O bolsonarismo, como movimento autoritário, negacionista, misógino, armamentista, miliciano e golpista, é naturalmente violento, independentemente da classe social do indivíduo que o professe. Contudo, o naco da elite brasileira que dele faz parte age como se tivesse um salvo-conduto para exercer a estupidez devido à sua posição economicamente privilegiada.

Durante a pandemia de covid-19, ricos bolsonaristas vieram a público dizer absurdos sobre as medidas de combate ao coronavírus -remédio amargo que salvou vidas. O empresário Júnior Durski, por exemplo, disse, em 2020, que “não podemos [parar] por conta de cinco ou sete mil pessoas que vão morrer”. Com Bolsonaro sabotando o isolamento, morreram mais de 700 mil.

Outro exemplo é Luciano Hang, investigado tanto por financiamento de milícias digitais de extrema-direita quanto por apoio à realização de atos antidemocráticos, como os de 7 de setembro de 2022.

Reportagem da Agência Pública apontou que a Havan, empresa de Hang, enviou caminhões para ajudarem nos bloqueios de rodovias contra a vitória de Lula. Chegou a incentivar golpistas publicamente e dizer que “o Brasil precisa de mais gente como todos vocês, que vão para a luta, não aceitam o errado como verdadeiro”.
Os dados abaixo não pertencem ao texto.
impl MeshCore {
    pub fn builder(config: MeshConfig) -> MeshCoreBuilder {
        MeshCoreBuilder::new(config)
    }

    pub fn config(&self) -> &MeshConfig {
        &self.config
    }

    pub fn identity(&self) -> u16 {
        self.router.identity()
    }

    pub fn registry(&self) -> &DeviceRegistry {
        &self.registry
    }

    pub fn session(&self) -> &ProxySession {
        &self.session
    }

    pub fn filter(&self) -> &FilterManager {
        &self.filter
    }

    pub fn router(&self) -> &MessageRouter {
        &self.router
    }

    pub fn sequence(&self) -> &SequenceAuthority {
        &self.sequence
    }

    pub fn subscribe(&self) -> broadcast::Receiver<CoreEvent> {
        self.events.subscribe()
    }

    pub fn events(&self) -> &EventBus {
        &self.events
    }

    /// Forward events to a callback object
    pub fn set_delegate(&self, delegate: Arc<dyn MeshDelegate>) {
        let handle = events::spawn_delegate_bridge(&self.events, delegate);
        self.tasks.lock().push(handle);
    }

    // ------------------------------------------------------------------------
    // CONTROL
    // ------------------------------------------------------------------------

    pub async fn set_state(
        &self,
        destination: u16,
        on: bool,
        acknowledged: Option<bool>,
    ) -> Result<Delivery, MeshError> {
        self.connect_if_needed().await;
        self.router.set_state(destination, on, acknowledged).await
    }

    pub async fn get_state(&self, destination: u16) -> Result<Delivery, MeshError> {
        self.connect_if_needed().await;
        self.router.get_state(destination).await
    }

    /// Switch `destination` and watch for the devices to report back.
    ///
    /// The exclusive status window opens before the message leaves, so early
    /// statuses are never missed, and a newer trigger supersedes this one.
    pub async fn trigger(
        &self,
        destination: u16,
        on: bool,
        options: TriggerOptions,
    ) -> Result<TriggerOutcome, MeshError> {
        let targets = self.expected_responders(destination);
        let timeout = options
            .timeout
            .unwrap_or_else(|| Duration::from_millis(self.config.trigger.timeout_ms));
        let policy = options
            .policy
            .unwrap_or(self.config.trigger.completion_policy);
        let expected = targets.len();

        self.connect_if_needed().await;
        let pending = self.windows.open(
            WindowRequest::new(targets, timeout)
                .policy(policy)
                .exclusive()
                .abort_on_link_loss(),
        );
        let delivery = self.router.set_state(destination, on, None).await?;
        if !delivery.is_sent() {
            info!(
                "Trigger of {} not delivered: {:?}",
                address::format_address(destination),
                delivery
            );
            return Ok(TriggerOutcome::TransportUnavailable);
        }

        let outcome = pending.resolve().await;
        let responders = outcome.responded.len();
        debug!(
            "Trigger of {} ended {:?} with {} responder(s)",
            address::format_address(destination),
            outcome.ended,
            responders
        );
        if outcome.completed_all && expected > 0 {
            Ok(TriggerOutcome::Success { responders })
        } else {
            Ok(TriggerOutcome::Partial {
                responders,
                expected,
            })
        }
    }

    fn expected_responders(&self, destination: u16) -> Vec<u16> {
        if address::is_group(destination) {
            let mut members = self.registry.confirmed_members(destination);
            if members.is_empty() {
                members = self
                    .registry
                    .members_of(destination)
                    .into_iter()
                    .map(|d| d.unicast)
                    .collect();
                members.dedup();
            }
            members
        } else {
            vec![destination]
        }
    }

    async fn connect_if_needed(&self) {
        if self.session.is_ready() || !self.session.bearer_available() {
            return;
        }
        if !self.discovery.ensure_connected().await {
            debug!("No proxy link for outbound traffic");
        }
    }

    // ------------------------------------------------------------------------
    // DISCOVERY
    // ------------------------------------------------------------------------

    /// Startup discovery within `budget` (configured budget if `None`)
    pub async fn run_startup_discovery(
        &self,
        budget: Option<Duration>,
    ) -> Result<DiscoveryReport, MeshError> {
        let budget = budget.unwrap_or_else(|| self.config.discovery.budget());
        self.discovery
            .run_startup_discovery(budget)
            .await
            .ok_or(MeshError::AlreadyRunning)
    }

    pub async fn discover_groups(&self) -> Result<DiscoveryReport, MeshError> {
        self.discovery
            .discover_groups()
            .await
            .ok_or(MeshError::AlreadyRunning)
    }

    pub async fn refresh_statuses(&self) -> Result<usize, MeshError> {
        self.discovery
            .refresh_statuses()
            .await
            .ok_or(MeshError::AlreadyRunning)
    }

    pub fn discovery_completed(&self) -> bool {
        self.discovery.discovery_completed()
    }

    // ------------------------------------------------------------------------
    // LIFECYCLE
    // ------------------------------------------------------------------------

    /// Flush sequence state, close the proxy link and stop background tasks
    pub async fn shutdown(&self) -> Result<(), MeshError> {
        info!("Mesh core shutting down");
        self.session.disconnect().await;
        self.filter.reset().await;
        let flushed = self.sequence.flush();
        for task in self.tasks.lock().drain(..) {
            task.abort();
        }
        flushed?;
        Ok(())
    }
}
Roberto Mantovani Filho, que agrediu Alexandre de Moraes

Questionados sobre seus atos, ricos bolsonaristas sempre alegam a liberdade de expressão como justificativa. Ou melhor, exigem tolerância para a sua intolerância, esquecendo de dizer que isso leva à eliminação dos tolerantes e da tolerância.

A diferença entre esse grupo privilegiado e a base mais humilde dos seguidores do presidente é o farto acesso à informação. Dificilmente, eles podem alegar ignorância ou manipulação como outros grupos sociais. No caso deles, a adesão ao bolsonarismo tende a ocorrer não apenas pelo alinhamento ideológico, mas também por verificar que essa aliança garante manutenção de seus privilégios.

Por sua importância no papel de organizar a massa de manobra, empresários da banda radical do agronegócio e ricos comerciantes do interior estão sendo investigados pela Polícia Federal por financiar a logística e a estrutura para os atos golpistas de 8 de janeiro.

Muitos agiram por acharem estar respaldados por sua conta bancária e influência política. Traduzindo: a impressão de que rico raramente vai preso. Mas exatamente pela ação diligente do ministro Alexandre de Moraes, tanto no Tribunal Superior Eleitoral quanto no Supremo Tribunal Federal, essa percepção foi por água abaixo e há uma chance grande dos que financiaram a tentativa de golpe serem punidos.

Andreia Munarão, Alex Zanatta Bignotto e Roberto Mantovani Filho. Foto: Reprodução

Isso dobra a revolta contra Moraes por parte dos ricos bolsonaristas, que, por outro lado, não abandonaram o sentimento de que estão acima da lei. E cenas como a agressão do aeroporto em Roma vão se repetir. Porque os líderes do bolsonarismo continuam jogando seus seguidores, ricos e pobres, contra as instituições. Nunca foi tão importante punir Bolsonaro por seus crimes.

Em tempo: ao longo dos anos, eu já fui derrubado e espancado na rua, já levei garrafada na cabeça, já me jogaram frutas podres, fui perseguido até a porta da minha casa, recebi ameaças de morte frente a frente. A agressão física por parte da extrema direita não é algo diferente das campanhas de ataques digitais, mas usa consequência lógica. Mas há uma arrogância quando ela vem da parcela rica: em uma esquina de São Paulo, um carrão abriu o vidro e de dentro uma mulher me cuspiu tempos atrás. Para ela, foi a coisa mais normal do mundo.

Texto originalmente publicado na coluna do Leonardo Sakamoto, no Uol.